*** Information shown Section Begins ***
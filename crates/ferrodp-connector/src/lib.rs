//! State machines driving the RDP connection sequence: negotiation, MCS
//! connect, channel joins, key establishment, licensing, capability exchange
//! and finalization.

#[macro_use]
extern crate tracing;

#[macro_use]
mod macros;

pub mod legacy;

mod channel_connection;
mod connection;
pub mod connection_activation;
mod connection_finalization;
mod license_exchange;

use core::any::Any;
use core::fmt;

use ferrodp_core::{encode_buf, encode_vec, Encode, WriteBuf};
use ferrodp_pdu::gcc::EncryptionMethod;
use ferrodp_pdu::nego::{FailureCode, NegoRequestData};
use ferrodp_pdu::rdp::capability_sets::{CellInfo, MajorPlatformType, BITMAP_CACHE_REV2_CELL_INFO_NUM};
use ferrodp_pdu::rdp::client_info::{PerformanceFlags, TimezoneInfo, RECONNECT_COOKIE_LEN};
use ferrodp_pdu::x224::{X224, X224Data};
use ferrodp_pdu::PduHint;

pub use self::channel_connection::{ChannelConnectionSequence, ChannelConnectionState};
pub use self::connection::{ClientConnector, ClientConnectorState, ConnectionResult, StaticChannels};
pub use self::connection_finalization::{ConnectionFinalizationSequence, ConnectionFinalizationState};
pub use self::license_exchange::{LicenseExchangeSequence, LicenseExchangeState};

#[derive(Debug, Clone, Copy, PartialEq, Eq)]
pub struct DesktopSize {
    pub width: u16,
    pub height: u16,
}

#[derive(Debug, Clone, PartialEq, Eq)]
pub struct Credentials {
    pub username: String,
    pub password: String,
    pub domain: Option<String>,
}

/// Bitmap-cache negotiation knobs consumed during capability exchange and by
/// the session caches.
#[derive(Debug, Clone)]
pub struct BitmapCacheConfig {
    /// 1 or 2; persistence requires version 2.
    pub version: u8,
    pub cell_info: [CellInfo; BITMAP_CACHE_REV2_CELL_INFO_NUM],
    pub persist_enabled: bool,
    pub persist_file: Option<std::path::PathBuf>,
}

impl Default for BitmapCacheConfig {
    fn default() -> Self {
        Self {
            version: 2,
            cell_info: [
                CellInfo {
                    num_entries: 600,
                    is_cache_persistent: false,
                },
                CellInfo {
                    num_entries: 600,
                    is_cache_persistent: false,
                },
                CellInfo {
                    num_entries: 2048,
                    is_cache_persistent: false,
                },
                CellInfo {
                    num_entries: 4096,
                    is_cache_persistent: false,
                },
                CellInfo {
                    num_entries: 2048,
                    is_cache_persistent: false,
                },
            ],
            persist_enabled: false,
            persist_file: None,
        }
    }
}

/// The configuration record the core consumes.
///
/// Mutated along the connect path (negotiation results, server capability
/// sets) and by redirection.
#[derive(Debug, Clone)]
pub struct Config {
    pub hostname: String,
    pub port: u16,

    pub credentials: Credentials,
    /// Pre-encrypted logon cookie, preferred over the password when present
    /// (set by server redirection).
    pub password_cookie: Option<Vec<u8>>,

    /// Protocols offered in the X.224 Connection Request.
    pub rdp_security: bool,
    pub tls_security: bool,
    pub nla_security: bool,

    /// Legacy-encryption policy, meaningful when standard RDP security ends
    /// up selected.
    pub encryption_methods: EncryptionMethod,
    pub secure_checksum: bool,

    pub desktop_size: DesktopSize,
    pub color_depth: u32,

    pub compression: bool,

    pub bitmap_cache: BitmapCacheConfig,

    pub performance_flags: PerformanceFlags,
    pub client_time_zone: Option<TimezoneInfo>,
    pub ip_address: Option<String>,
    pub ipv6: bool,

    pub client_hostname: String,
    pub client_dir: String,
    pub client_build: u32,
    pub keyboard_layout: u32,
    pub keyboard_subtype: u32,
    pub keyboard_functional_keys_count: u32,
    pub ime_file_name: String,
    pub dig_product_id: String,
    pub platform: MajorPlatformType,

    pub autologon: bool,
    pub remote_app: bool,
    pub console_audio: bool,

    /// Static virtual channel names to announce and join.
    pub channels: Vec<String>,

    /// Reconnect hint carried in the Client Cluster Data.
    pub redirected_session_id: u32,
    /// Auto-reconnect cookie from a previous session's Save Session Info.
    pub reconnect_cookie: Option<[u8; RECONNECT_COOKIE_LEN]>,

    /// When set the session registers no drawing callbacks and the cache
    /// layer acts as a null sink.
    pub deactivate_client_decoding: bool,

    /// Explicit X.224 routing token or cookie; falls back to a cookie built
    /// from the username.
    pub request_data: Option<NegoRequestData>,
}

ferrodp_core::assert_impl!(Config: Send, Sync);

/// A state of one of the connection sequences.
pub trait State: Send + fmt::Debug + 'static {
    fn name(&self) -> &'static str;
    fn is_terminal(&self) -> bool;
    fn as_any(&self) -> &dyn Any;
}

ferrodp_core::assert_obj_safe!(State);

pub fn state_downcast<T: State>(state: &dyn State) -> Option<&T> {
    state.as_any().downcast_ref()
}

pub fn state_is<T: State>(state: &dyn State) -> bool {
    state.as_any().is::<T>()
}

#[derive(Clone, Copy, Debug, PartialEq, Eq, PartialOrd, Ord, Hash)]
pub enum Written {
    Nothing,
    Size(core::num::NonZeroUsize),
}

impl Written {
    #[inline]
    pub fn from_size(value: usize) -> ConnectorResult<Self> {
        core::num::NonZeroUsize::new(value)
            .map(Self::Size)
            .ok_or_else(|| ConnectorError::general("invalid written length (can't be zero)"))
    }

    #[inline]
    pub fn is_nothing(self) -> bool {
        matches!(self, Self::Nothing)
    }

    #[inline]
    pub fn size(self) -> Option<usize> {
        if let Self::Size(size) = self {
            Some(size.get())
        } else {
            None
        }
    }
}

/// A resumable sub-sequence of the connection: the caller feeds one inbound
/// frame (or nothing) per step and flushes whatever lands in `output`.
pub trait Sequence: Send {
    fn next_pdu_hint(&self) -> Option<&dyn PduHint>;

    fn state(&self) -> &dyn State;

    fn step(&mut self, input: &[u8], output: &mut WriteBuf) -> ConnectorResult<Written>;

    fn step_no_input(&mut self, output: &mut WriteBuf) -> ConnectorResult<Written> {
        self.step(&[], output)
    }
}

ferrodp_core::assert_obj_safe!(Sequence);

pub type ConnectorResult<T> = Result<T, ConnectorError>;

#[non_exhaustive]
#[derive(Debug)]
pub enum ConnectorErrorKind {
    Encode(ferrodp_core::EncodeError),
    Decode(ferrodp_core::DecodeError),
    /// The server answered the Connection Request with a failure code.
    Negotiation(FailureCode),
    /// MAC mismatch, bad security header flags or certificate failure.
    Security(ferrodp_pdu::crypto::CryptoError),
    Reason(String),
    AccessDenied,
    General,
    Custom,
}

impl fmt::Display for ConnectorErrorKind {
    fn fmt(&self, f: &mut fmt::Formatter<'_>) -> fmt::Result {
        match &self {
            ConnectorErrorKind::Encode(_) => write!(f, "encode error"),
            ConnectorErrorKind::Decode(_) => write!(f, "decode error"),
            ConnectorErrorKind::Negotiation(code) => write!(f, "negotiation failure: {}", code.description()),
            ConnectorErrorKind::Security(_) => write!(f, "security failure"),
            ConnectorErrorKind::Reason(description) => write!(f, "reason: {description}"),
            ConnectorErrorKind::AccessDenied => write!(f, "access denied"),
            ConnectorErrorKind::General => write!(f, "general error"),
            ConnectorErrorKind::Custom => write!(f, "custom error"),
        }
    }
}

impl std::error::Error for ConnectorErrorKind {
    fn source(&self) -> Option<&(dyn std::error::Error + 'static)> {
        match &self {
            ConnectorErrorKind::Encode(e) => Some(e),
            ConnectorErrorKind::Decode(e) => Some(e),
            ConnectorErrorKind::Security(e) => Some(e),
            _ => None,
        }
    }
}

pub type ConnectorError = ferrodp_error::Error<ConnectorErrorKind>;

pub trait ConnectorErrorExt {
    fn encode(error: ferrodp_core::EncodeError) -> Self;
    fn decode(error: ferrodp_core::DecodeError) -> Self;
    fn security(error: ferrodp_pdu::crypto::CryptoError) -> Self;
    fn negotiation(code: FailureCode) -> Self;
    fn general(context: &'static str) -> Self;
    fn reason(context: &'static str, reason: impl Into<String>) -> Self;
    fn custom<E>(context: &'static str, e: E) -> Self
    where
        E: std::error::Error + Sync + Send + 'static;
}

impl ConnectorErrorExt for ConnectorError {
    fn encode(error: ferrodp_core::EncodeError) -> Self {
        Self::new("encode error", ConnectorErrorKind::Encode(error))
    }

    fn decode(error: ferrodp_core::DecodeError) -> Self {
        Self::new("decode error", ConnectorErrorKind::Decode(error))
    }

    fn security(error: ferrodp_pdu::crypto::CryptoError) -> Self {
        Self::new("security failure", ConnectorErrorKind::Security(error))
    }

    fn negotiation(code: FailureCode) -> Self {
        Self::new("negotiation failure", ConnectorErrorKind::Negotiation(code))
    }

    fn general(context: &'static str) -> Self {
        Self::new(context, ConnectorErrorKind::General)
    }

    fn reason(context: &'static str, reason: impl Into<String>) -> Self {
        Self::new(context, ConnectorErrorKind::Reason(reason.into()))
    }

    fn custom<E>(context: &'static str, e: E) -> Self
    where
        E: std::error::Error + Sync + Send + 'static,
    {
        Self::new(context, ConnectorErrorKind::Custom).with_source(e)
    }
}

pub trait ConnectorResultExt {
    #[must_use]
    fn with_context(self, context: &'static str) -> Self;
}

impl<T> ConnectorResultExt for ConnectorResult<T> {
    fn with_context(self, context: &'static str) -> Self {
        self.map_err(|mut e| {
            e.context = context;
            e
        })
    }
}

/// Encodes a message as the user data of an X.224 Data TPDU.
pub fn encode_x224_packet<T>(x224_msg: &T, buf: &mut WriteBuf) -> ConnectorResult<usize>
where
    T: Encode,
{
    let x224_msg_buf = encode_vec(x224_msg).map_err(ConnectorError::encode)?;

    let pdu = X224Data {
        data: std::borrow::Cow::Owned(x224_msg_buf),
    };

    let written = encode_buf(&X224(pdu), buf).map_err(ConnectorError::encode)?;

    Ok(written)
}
*** Information shown Section Ends ***
*** Information shown Section Begins ***
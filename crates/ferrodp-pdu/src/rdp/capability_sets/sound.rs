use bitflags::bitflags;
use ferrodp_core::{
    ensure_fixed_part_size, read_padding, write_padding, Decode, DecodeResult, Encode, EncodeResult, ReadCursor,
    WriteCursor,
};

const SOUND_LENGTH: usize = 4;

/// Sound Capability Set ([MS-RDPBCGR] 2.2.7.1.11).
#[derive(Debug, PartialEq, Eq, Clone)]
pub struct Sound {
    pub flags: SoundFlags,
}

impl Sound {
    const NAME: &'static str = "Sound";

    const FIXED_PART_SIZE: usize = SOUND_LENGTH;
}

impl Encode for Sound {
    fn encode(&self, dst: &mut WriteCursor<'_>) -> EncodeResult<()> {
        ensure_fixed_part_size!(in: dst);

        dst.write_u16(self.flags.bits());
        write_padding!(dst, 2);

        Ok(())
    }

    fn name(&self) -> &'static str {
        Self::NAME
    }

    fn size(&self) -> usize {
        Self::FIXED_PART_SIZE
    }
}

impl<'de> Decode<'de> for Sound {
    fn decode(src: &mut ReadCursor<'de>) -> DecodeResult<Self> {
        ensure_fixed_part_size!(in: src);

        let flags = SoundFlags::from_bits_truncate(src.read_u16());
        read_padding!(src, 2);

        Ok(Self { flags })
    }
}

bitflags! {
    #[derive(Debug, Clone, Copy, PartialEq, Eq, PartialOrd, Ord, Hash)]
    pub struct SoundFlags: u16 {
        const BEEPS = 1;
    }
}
*** Information shown Section Ends ***
**What needs to be done:** For the string "TimezoneInfo", find every line of the material that contains it, and copy each one.

**Solution for this exercise:**
use ferrodp_pdu::rdp::client_info::{PerformanceFlags, TimezoneInfo, RECONNECT_COOKIE_LEN};
    pub client_time_zone: Option<TimezoneInfo>,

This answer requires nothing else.